Justiça Federal determina que sítios arqueológicos na Bahia recebam medidas urgentes de preservação

Redação Alô Alô Bahia

redacao@aloalobahia.com

Antonio Dilson Neto

Reprodução/Rafael Oliveira

Publicado em 17/06/2024 às 18:10 / Leia em 2 minutos

A pedido do Ministério Público Federal (MPF), a Justiça Federal determinou que a União, o Instituto do Patrimônio Histórico e Artístico Nacional (Iphan) e o município de Morro do Chapéu adotem medidas urgentes para preservação dos sítios arqueológicos de Paxola e Pedra do Lorde.

A decisão, assinada em 7 de junho, prevê 30 dias para o cumprimento das medidas, sob pena de definição de multa diária.

Segundo a ação, ajuizada pelo procurador da República Gabriel Dalla Favera de Oliveira, em um relatório técnico de 2012, o Iphan concluiu que havia absoluta desproteção dos dois sítios arqueológicos, que vem sofrendo prejuízos irreversíveis causados por vandalismo, pichações, acúmulo de lixo e crescimento urbanístico na área próxima.

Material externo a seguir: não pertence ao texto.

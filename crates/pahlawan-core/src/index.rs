//! # Index Reconciliation
//!
//! The index is a JSON array stored at [`crate::INDEX_PATH`], holding one
//! record per label (compared case-insensitively). Reconciliation is a
//! pure transformation: decode the fetched bytes, build the replacement
//! sequence with [`upsert_record`], and encode it with [`encode_index`].
//! Fetching and conditionally committing the bytes is the orchestrator's
//! job.
//!
//! ## Wire shape
//!
//! ```json
//! [
//!   {
//!     "nama_pahlawan": "Pahlawan A",
//!     "image_url": "https://raw.githubusercontent.com/o/r/main/images/pahlawan-a-1700000000123.png",
//!     "uploaded_at": "2026-10-19T08:00:00.123Z"
//!   }
//! ]
//! ```

use chrono::{DateTime, SecondsFormat, Utc};
use serde::{Deserialize, Serialize};
use serde_json::{Map, Value};

/// JSON key holding the label.
const LABEL_FIELD: &str = "nama_pahlawan";

/// One label → image mapping.
///
/// Unknown fields are kept in `extra` so a rewrite does not lose data
/// added by other tools.
#[derive(Debug, Clone, PartialEq, Serialize, Deserialize)]
pub struct IndexRecord {
    /// The label, matched case-insensitively.
    #[serde(rename = "nama_pahlawan")]
    pub label: String,
    /// Public URL of the most recent image for this label.
    #[serde(default)]
    pub image_url: String,
    /// RFC 3339 upload time of that image.
    #[serde(default)]
    pub uploaded_at: String,
    /// Fields this service does not know about.
    #[serde(flatten)]
    pub extra: Map<String, Value>,
}

impl IndexRecord {
    /// Create a fresh record stamped with `uploaded_at`.
    pub fn new(label: impl Into<String>, image_url: impl Into<String>, uploaded_at: DateTime<Utc>) -> Self {
        Self {
            label: label.into(),
            image_url: image_url.into(),
            uploaded_at: uploaded_at.to_rfc3339_opts(SecondsFormat::Millis, true),
            extra: Map::new(),
        }
    }

    /// Whether this record is keyed by `label`, ignoring case.
    pub fn matches_label(&self, label: &str) -> bool {
        same_label(&self.label, label)
    }
}

fn same_label(a: &str, b: &str) -> bool {
    a.to_lowercase() == b.to_lowercase()
}

/// An element of the index array.
#[derive(Debug, Clone, PartialEq, Serialize, Deserialize)]
#[serde(untagged)]
pub enum IndexEntry {
    /// A recognised record.
    Record(IndexRecord),
    /// Anything else found in the array, carried through untouched.
    Other(Value),
}

impl IndexEntry {
    /// The entry's label: a record's, or the string `nama_pahlawan` of an
    /// object whose other fields do not fit [`IndexRecord`].
    pub fn label(&self) -> Option<&str> {
        match self {
            Self::Record(record) => Some(&record.label),
            Self::Other(value) => value.get(LABEL_FIELD).and_then(Value::as_str),
        }
    }

    /// Whether this entry is keyed by `label`, ignoring case.
    pub fn matches_label(&self, label: &str) -> bool {
        self.label().is_some_and(|own| same_label(own, label))
    }

    fn from_value(value: Value) -> Self {
        match serde_json::from_value::<IndexRecord>(value.clone()) {
            Ok(record) => Self::Record(record),
            Err(_) => Self::Other(value),
        }
    }
}

/// Decode fetched index bytes.
///
/// A well-formed document that is not an array decodes to an empty
/// sequence.
///
/// # Errors
///
/// Returns the underlying `serde_json` error when the bytes are not
/// UTF-8 JSON at all.
pub fn decode_index(bytes: &[u8]) -> Result<Vec<IndexEntry>, serde_json::Error> {
    match serde_json::from_slice::<Value>(bytes)? {
        Value::Array(items) => Ok(items.into_iter().map(IndexEntry::from_value).collect()),
        _ => Ok(Vec::new()),
    }
}

/// Encode the index as pretty-printed JSON with a trailing newline.
///
/// # Errors
///
/// Propagates `serde_json` serialization failures.
pub fn encode_index(entries: &[IndexEntry]) -> Result<Vec<u8>, serde_json::Error> {
    let mut bytes = serde_json::to_vec_pretty(entries)?;
    bytes.push(b'\n');
    Ok(bytes)
}

/// Replace the first entry labelled `record.label` (case-insensitively)
/// in place, or append `record` when there is none.
///
/// Labelled objects with malformed fields count as matches, so a bad
/// `image_url` or `uploaded_at` is repaired rather than duplicated.
pub fn upsert_record(entries: Vec<IndexEntry>, record: IndexRecord) -> Vec<IndexEntry> {
    let mut replaced = false;
    let mut updated: Vec<IndexEntry> = entries
        .into_iter()
        .map(|entry| {
            let is_match = entry.matches_label(&record.label);
            if !replaced && is_match {
                replaced = true;
                IndexEntry::Record(record.clone())
            } else {
                entry
            }
        })
        .collect();

    if !replaced {
        updated.push(IndexEntry::Record(record));
    }
    updated
}
//! # API Error Types
//!
//! Structured error type implementing `axum::response::IntoResponse`.
//! Maps upload pipeline failures to HTTP status codes and the flat
//! `{"error": "..."}` body callers expect.

use axum::http::StatusCode;
use axum::response::{IntoResponse, Response};
use axum::Json;
use serde::{Deserialize, Serialize};
use thiserror::Error;

use crate::orchestration::UploadError;

/// JSON error response body.
#[derive(Debug, Serialize, Deserialize)]
pub struct ErrorBody {
    /// Human-readable error message.
    pub error: String,
}

/// Application-level error type that implements [`IntoResponse`] for Axum.
#[derive(Error, Debug)]
pub enum AppError {
    /// Missing or malformed request input (400).
    #[error("{0}")]
    BadRequest(String),

    /// Request body exceeded the configured limit (413).
    #[error("{0}")]
    PayloadTooLarge(String),

    /// Route exists but not for this method (405).
    #[error("Method not allowed")]
    MethodNotAllowed,

    /// Deployment is missing required configuration (500).
    #[error("{0}")]
    Configuration(String),

    /// The content store rejected a call or was unreachable (500).
    /// The upstream message is passed through.
    #[error("{0}")]
    Upstream(String),

    /// Any other failure (500).
    #[error("{0}")]
    Internal(String),
}

impl AppError {
    /// Return the HTTP status code for this error.
    fn status(&self) -> StatusCode {
        match self {
            Self::BadRequest(_) => StatusCode::BAD_REQUEST,
            Self::PayloadTooLarge(_) => StatusCode::PAYLOAD_TOO_LARGE,
            Self::MethodNotAllowed => StatusCode::METHOD_NOT_ALLOWED,
            Self::Configuration(_) | Self::Upstream(_) | Self::Internal(_) => {
                StatusCode::INTERNAL_SERVER_ERROR
            }
        }
    }
}

impl IntoResponse for AppError {
    fn into_response(self) -> Response {
        let status = self.status();

        // Log server-side errors for operator visibility.
        match &self {
            Self::Configuration(_) => tracing::error!(error = %self, "upload service misconfigured"),
            Self::Upstream(_) => tracing::error!(error = %self, "content store error"),
            Self::Internal(_) => tracing::error!(error = %self, "internal server error"),
            Self::BadRequest(_) | Self::PayloadTooLarge(_) => {
                tracing::debug!(error = %self, "rejected request")
            }
            Self::MethodNotAllowed => {}
        }

        let body = ErrorBody {
            error: self.to_string(),
        };
        (status, Json(body)).into_response()
    }
}

impl From<UploadError> for AppError {
    fn from(err: UploadError) -> Self {
        match &err {
            UploadError::InvalidInput(_) => Self::BadRequest(err.to_string()),
            UploadError::Configuration(_) => Self::Configuration(err.to_string()),
            UploadError::ImageWrite { .. } | UploadError::IndexWrite { .. } => {
                Self::Upstream(err.to_string())
            }
            UploadError::Encode(_) => Self::Internal(err.to_string()),
        }
    }
}

#[cfg(test)]
mod tests {
    use super::*;
    use http_body_util::BodyExt;
    use pahlawan_content_client::{ConfigError, ContentApiError};
    use pahlawan_core::ValidationError;

    /// Helper to extract status and body from a Response.
    async fn response_parts(err: AppError) -> (StatusCode, ErrorBody) {
        let response = err.into_response();
        let status = response.status();
        let bytes = response.into_body().collect().await.unwrap().to_bytes();
        let body: ErrorBody = serde_json::from_slice(&bytes).unwrap();
        (status, body)
    }

    #[tokio::test]
    async fn invalid_input_is_400() {
        let err = AppError::from(UploadError::InvalidInput(ValidationError::MissingField("data_url")));
        let (status, body) = response_parts(err).await;
        assert_eq!(status, StatusCode::BAD_REQUEST);
        assert_eq!(body.error, "data_url is required");
    }

    #[tokio::test]
    async fn missing_configuration_is_500() {
        let err = AppError::from(UploadError::Configuration(ConfigError::Missing(vec![
            "GITHUB_TOKEN",
        ])));
        let (status, body) = response_parts(err).await;
        assert_eq!(status, StatusCode::INTERNAL_SERVER_ERROR);
        assert!(body.error.contains("GITHUB_TOKEN"), "got {}", body.error);
    }

    #[tokio::test]
    async fn version_conflict_is_500_with_upstream_message() {
        let err = AppError::from(UploadError::IndexWrite {
            index_path: "data/pahlawan_uploads.json".into(),
            image_path: "images/a-1.png".into(),
            source: ContentApiError::VersionConflict {
                path: "data/pahlawan_uploads.json".into(),
                status: 409,
                message: "data/pahlawan_uploads.json does not match 3f2a".into(),
            },
        });
        let (status, body) = response_parts(err).await;
        assert_eq!(status, StatusCode::INTERNAL_SERVER_ERROR);
        assert!(body.error.contains("does not match 3f2a"), "got {}", body.error);
        assert!(body.error.contains("images/a-1.png"), "got {}", body.error);
    }

    #[tokio::test]
    async fn method_not_allowed_body() {
        let (status, body) = response_parts(AppError::MethodNotAllowed).await;
        assert_eq!(status, StatusCode::METHOD_NOT_ALLOWED);
        assert_eq!(body.error, "Method not allowed");
    }

    #[test]
    fn payload_too_large_status() {
        assert_eq!(
            AppError::PayloadTooLarge("too big".into()).status(),
            StatusCode::PAYLOAD_TOO_LARGE
        );
    }
}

O procurador concluiu que, apesar de informado, o instituto não resolveu as questões de manutenção e preservação dos espaços. “Não obstante tenha constatado a degradação ambiental, não houve a adoção de qualquer outra medida por parte do Iphan no sentido de recuperar e conservar as áreas degradadas”.

Na decisão, a Justiça constatou a desproteção e degradação dos sítios e determinou aos réus que: realizem o cercamento, com acompanhamento de um arqueólogo, de toda a área dos sítios arqueológicos e do entorno natural; instalem placas de sinalização nos limites dos sítios indicando a lei de proteção e as penalidades cominadas e informando sobre a existência da presente ação, bem como da impossibilidade de qualquer intervenção sobre as áreas, incluindo-se a disposição de resíduos sólidos, extração de minérios, pichação e edificação de residências; e concluam os estudos que permitam referenciar precisamente os sítios de Paxola e Pedra do Lorde.

O texto também estabelece que os órgãos promovam a restauração dos sítios arqueológicos, com a obrigação de vistoriar periodicamente as áreas, apresentando relatórios trimestrais sobre o estado dos sítios e o andamento das obras. Caso tenha havido dano irrecuperável, requer a condenação dos órgãos a indenizar ou compensar os prejuízos ao patrimônio histórico.